- **Exercise description**
Write out every line below that includes the word "WITH".

·····

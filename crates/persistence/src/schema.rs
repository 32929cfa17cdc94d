//! ScyllaDB schema creation

use crate::error::PersistenceError;
use scylla::Session;

/// Create the keyspace if it doesn't exist
pub async fn create_keyspace(
    session: &Session,
    keyspace: &str,
    replication_factor: u8,
) -> Result<(), PersistenceError> {
    let query = format!(
        "CREATE KEYSPACE IF NOT EXISTS {} WITH replication = {{'class': 'SimpleStrategy', 'replication_factor': {}}}",
        keyspace, replication_factor
    );

    session
        .query_unpaged(query, &[])
        .await
        .map_err(|e| PersistenceError::SchemaError(format!("Failed to create keyspace: {}", e)))?;

    Ok(())
}

/// Create all required tables
pub async fn create_tables(session: &Session, keyspace: &str) -> Result<(), PersistenceError> {
    // One row per call, rewritten in place (in progress, then terminal)
    let outcomes_table = format!(
        r#"
        CREATE TABLE IF NOT EXISTS {}.call_outcomes (
            call_id TEXT,
            status TEXT,
            caller TEXT,
            snapshot_json TEXT,
            record_id TEXT,
            updated_at BIGINT,
            PRIMARY KEY (call_id)
        ) WITH default_time_to_live = 7776000
    "#,
        keyspace
    );

    session
        .query_unpaged(outcomes_table, &[])
        .await
        .map_err(|e| {
            PersistenceError::SchemaError(format!("Failed to create call_outcomes table: {}", e))
        })?;

    // Keyed by call id so a repeated insert overwrites rather than duplicates
    let records_table = format!(
        r#"
        CREATE TABLE IF NOT EXISTS {}.intake_records (
            call_id TEXT,
            record_id TEXT,
            caller TEXT,
            disposition TEXT,
            issue_text TEXT,
            issue_category TEXT,
            car_make_model TEXT,
            car_year TEXT,
            customer_name TEXT,
            zip TEXT,
            phone TEXT,
            urgency_window TEXT,
            drivable BOOLEAN,
            created_at BIGINT,
            PRIMARY KEY (call_id)
        )
    "#,
        keyspace
    );

    session
        .query_unpaged(records_table, &[])
        .await
        .map_err(|e| {
            PersistenceError::SchemaError(format!("Failed to create intake_records table: {}", e))
        })?;

    tracing::info!("All tables created successfully");
    Ok(())
}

·····

- **Answer to this task**
        "CREATE KEYSPACE IF NOT EXISTS {} WITH replication = {{'class': 'SimpleStrategy', 'replication_factor': {}}}",
        ) WITH default_time_to_live = 7776000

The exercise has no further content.